▶ _Records for the exercise_:
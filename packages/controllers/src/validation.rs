// ABOUTME: Field-level and cross-field validation rules for form input
// ABOUTME: Rules run synchronously against the raw text a user typed

use regex::Regex;
use std::sync::LazyLock;
use thiserror::Error;

/// Email addresses, matched case-insensitively
pub static EMAIL_PATTERN: LazyLock<Regex> = LazyLock::new(|| {
    Regex::new(r"(?i)^[A-Z0-9._%+-]+@[A-Z0-9.-]+\.[A-Z]{2,}$").expect("email pattern compiles")
});

/// Business registration numbers: 10 to 12 digits, no separators
pub static BUSINESS_NUMBER_PATTERN: LazyLock<Regex> =
    LazyLock::new(|| Regex::new(r"^\d{10,12}$").expect("business number pattern compiles"));

#[derive(Debug, Clone, PartialEq, Error)]
pub enum ValidationError {
    #[error("{0} is required")]
    Required(String),

    #[error("{field} must be at least {min} characters")]
    TooShort { field: String, min: usize },

    #[error("{field} must be at most {max} characters")]
    TooLong { field: String, max: usize },

    #[error("{0} must be a number")]
    NotANumber(String),

    #[error("{0} must be a whole number")]
    NotAnInteger(String),

    #[error("{field} must be between {min} and {max}")]
    OutOfRange { field: String, min: f64, max: f64 },

    #[error("{0} must be a date (YYYY-MM-DD)")]
    InvalidDate(String),

    #[error("{0} must be a date and time (YYYY-MM-DDTHH:MM)")]
    InvalidDateTime(String),

    #[error("Invalid {field} value: {value}. Must be one of: {expected}")]
    InvalidChoice {
        field: String,
        value: String,
        expected: String,
    },

    /// A pattern or cross-field rule failed; the message is the rule's own
    #[error("{message}")]
    Rule { field: String, message: String },

    #[error("Unknown field: {0}")]
    UnknownField(String),
}

/// A check applied to one field's text.
///
/// Every rule except [`Rule::Required`] accepts an empty value, so optional
/// fields only get checked once something is typed.
#[derive(Debug, Clone)]
pub enum Rule {
    Required,
    MinLength(usize),
    MaxLength(usize),
    Number,
    Integer,
    Range { min: f64, max: f64 },
    Date,
    DateTime,
    Pattern { regex: Regex, message: &'static str },
    OneOf(&'static [&'static str]),
}

impl Rule {
    pub fn email() -> Self {
        Rule::Pattern {
            regex: EMAIL_PATTERN.clone(),
            message: "Enter a valid email address",
        }
    }

    pub fn business_number() -> Self {
        Rule::Pattern {
            regex: BUSINESS_NUMBER_PATTERN.clone(),
            message: "Business number must be 10 to 12 digits",
        }
    }

    /// Check `value` for the field labelled `label`
    pub fn check(&self, label: &str, value: &str) -> Result<(), ValidationError> {
        let trimmed = value.trim();
        if trimmed.is_empty() {
            return match self {
                Rule::Required => Err(ValidationError::Required(label.to_string())),
                _ => Ok(()),
            };
        }

        match self {
            Rule::Required => Ok(()),
            Rule::MinLength(min) => {
                if value.chars().count() < *min {
                    Err(ValidationError::TooShort {
                        field: label.to_string(),
                        min: *min,
                    })
                } else {
                    Ok(())
                }
            }
            Rule::MaxLength(max) => {
                if value.chars().count() > *max {
                    Err(ValidationError::TooLong {
                        field: label.to_string(),
                        max: *max,
                    })
                } else {
                    Ok(())
                }
            }
            Rule::Number => finite(trimmed)
                .map(|_| ())
                .ok_or_else(|| ValidationError::NotANumber(label.to_string())),
            Rule::Integer => trimmed
                .parse::<i64>()
                .map(|_| ())
                .map_err(|_| ValidationError::NotAnInteger(label.to_string())),
            Rule::Range { min, max } => {
                let parsed = finite(trimmed)
                    .ok_or_else(|| ValidationError::NotANumber(label.to_string()))?;
                if parsed < *min || parsed > *max {
                    Err(ValidationError::OutOfRange {
                        field: label.to_string(),
                        min: *min,
                        max: *max,
                    })
                } else {
                    Ok(())
                }
            }
            Rule::Date => chrono::NaiveDate::parse_from_str(trimmed, "%Y-%m-%d")
                .map(|_| ())
                .map_err(|_| ValidationError::InvalidDate(label.to_string())),
            Rule::DateTime => parse_date_time(trimmed)
                .map(|_| ())
                .ok_or_else(|| ValidationError::InvalidDateTime(label.to_string())),
            Rule::Pattern { regex, message } => {
                if regex.is_match(trimmed) {
                    Ok(())
                } else {
                    Err(ValidationError::Rule {
                        field: label.to_string(),
                        message: message.to_string(),
                    })
                }
            }
            Rule::OneOf(allowed) => {
                if allowed.iter().any(|a| a.eq_ignore_ascii_case(trimmed)) {
                    Ok(())
                } else {
                    Err(ValidationError::InvalidChoice {
                        field: label.to_string(),
                        value: trimmed.to_string(),
                        expected: allowed.join(", "),
                    })
                }
            }
        }
    }
}

/// `NaN` and `inf` parse as `f64` but have no JSON form
fn finite(value: &str) -> Option<f64> {
    value.parse::<f64>().ok().filter(|n| n.is_finite())
}

/// Accepts `YYYY-MM-DDTHH:MM` (what a datetime input produces) with optional seconds
pub fn parse_date_time(value: &str) -> Option<chrono::NaiveDateTime> {
    ["%Y-%m-%dT%H:%M:%S", "%Y-%m-%dT%H:%M", "%Y-%m-%d %H:%M:%S", "%Y-%m-%d %H:%M"]
        .iter()
        .find_map(|format| chrono::NaiveDateTime::parse_from_str(value, format).ok())
}

/// `field` must equal `other`; re-checked whenever either one changes
#[derive(Debug, Clone, PartialEq)]
pub struct MatchesRule {
    pub field: &'static str,
    pub other: &'static str,
    pub message: &'static str,
}

impl MatchesRule {
    pub fn new(field: &'static str, other: &'static str, message: &'static str) -> Self {
        Self {
            field,
            other,
            message,
        }
    }

    pub fn involves(&self, name: &str) -> bool {
        self.field == name || self.other == name
    }

    pub fn check(&self, value: &str, other_value: &str) -> Result<(), ValidationError> {
        if value.is_empty() || value == other_value {
            Ok(())
        } else {
            Err(ValidationError::Rule {
                field: self.field.to_string(),
                message: self.message.to_string(),
            })
        }
    }
}

#[cfg(test)]
mod tests {
    use super::*;

    #[test]
    fn test_required() {
        assert!(Rule::Required.check("Name", "Kim").is_ok());
        assert_eq!(
            Rule::Required.check("Name", "   "),
            Err(ValidationError::Required("Name".to_string()))
        );
    }

    #[test]
    fn test_optional_fields_skip_other_rules_when_empty() {
        assert!(Rule::Integer.check("Budget", "").is_ok());
        assert!(Rule::email().check("Email", "").is_ok());
        assert!(Rule::MinLength(8).check("Password", "").is_ok());
    }

    #[test]
    fn test_length_counts_characters() {
        assert!(Rule::MaxLength(3).check("Code", "가나다").is_ok());
        assert!(Rule::MaxLength(3).check("Code", "가나다라").is_err());
        assert!(Rule::MinLength(8).check("Password", "short").is_err());
        assert!(Rule::MinLength(8).check("Password", "long-enough").is_ok());
    }

    #[test]
    fn test_email_pattern() {
        let rule = Rule::email();
        assert!(rule.check("Email", "kim@example.com").is_ok());
        assert!(rule.check("Email", "Kim.Lee+dev@Example.CO.KR").is_ok());
        assert!(rule.check("Email", "kim@example").is_err());
        assert!(rule.check("Email", "not an email").is_err());
    }

    #[test]
    fn test_business_number_pattern() {
        let rule = Rule::business_number();
        assert!(rule.check("Business number", "1234567890").is_ok());
        assert!(rule.check("Business number", "123456789012").is_ok());
        assert!(rule.check("Business number", "123-45-67890").is_err());
        assert!(rule.check("Business number", "1234567890123").is_err());
        assert!(rule.check("Business number", "123456789").is_err());
    }

    #[test]
    fn test_numeric_rules() {
        assert!(Rule::Integer.check("Budget", "1500").is_ok());
        assert!(Rule::Integer.check("Budget", "15.5").is_err());
        assert!(Rule::Number.check("Man-days", "2.5").is_ok());

        let range = Rule::Range { min: 0.0, max: 100.0 };
        assert!(range.check("Rate", "100").is_ok());
        assert!(matches!(range.check("Rate", "101"), Err(ValidationError::OutOfRange { .. })));
        assert!(matches!(range.check("Rate", "abc"), Err(ValidationError::NotANumber(_))));
    }

    #[test]
    fn test_non_finite_numbers_are_rejected() {
        let range = Rule::Range { min: 0.0, max: 9_999.0 };
        for raw in ["NaN", "nan", "inf", "-infinity"] {
            let number = Rule::Number.check("Man-days", raw);
            assert!(matches!(number, Err(ValidationError::NotANumber(_))), "{}", raw);
            let ranged = range.check("Man-days", raw);
            assert!(matches!(ranged, Err(ValidationError::NotANumber(_))), "{}", raw);
        }
    }

    #[test]
    fn test_tuple_variant_messages_name_the_field() {
        assert_eq!(
            Rule::Number.check("Budget", "lots").unwrap_err().to_string(),
            "Budget must be a number"
        );
        assert_eq!(
            Rule::Integer.check("Budget", "1.5").unwrap_err().to_string(),
            "Budget must be a whole number"
        );
        assert_eq!(
            Rule::Date.check("Start date", "soon").unwrap_err().to_string(),
            "Start date must be a date (YYYY-MM-DD)"
        );
        assert_eq!(
            Rule::DateTime.check("Occurred at", "soon").unwrap_err().to_string(),
            "Occurred at must be a date and time (YYYY-MM-DDTHH:MM)"
        );
    }

    #[test]
    fn test_date_rules() {
        assert!(Rule::Date.check("Start date", "2024-02-29").is_ok());
        assert!(Rule::Date.check("Start date", "2023-02-29").is_err());
        assert!(Rule::Date.check("Start date", "02/03/2024").is_err());
        assert!(Rule::DateTime.check("Occurred at", "2024-03-01T09:30").is_ok());
        assert!(Rule::DateTime.check("Occurred at", "2024-03-01").is_err());
    }

    #[test]
    fn test_one_of() {
        let rule = Rule::OneOf(&["SI", "SM"]);
        assert!(rule.check("Type", "si").is_ok());
        let err = rule.check("Type", "XX").unwrap_err();
        assert_eq!(err.to_string(), "Invalid Type value: XX. Must be one of: SI, SM");
    }

    #[test]
    fn test_matches_rule() {
        let rule = MatchesRule::new("confirmPassword", "password", "Passwords do not match");
        assert!(rule.involves("password"));
        assert!(rule.check("secret123", "secret123").is_ok());
        assert!(rule.check("", "secret123").is_ok());
        assert_eq!(
            rule.check("secret124", "secret123").unwrap_err().to_string(),
            "Passwords do not match"
        );
    }
}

▶ _Exercise details_:
Search the data above for the string "iter" and copy each line that has it.

▶ _Exercise solution_:
                if allowed.iter().any(|a| a.eq_ignore_ascii_case(trimmed)) {
        .iter()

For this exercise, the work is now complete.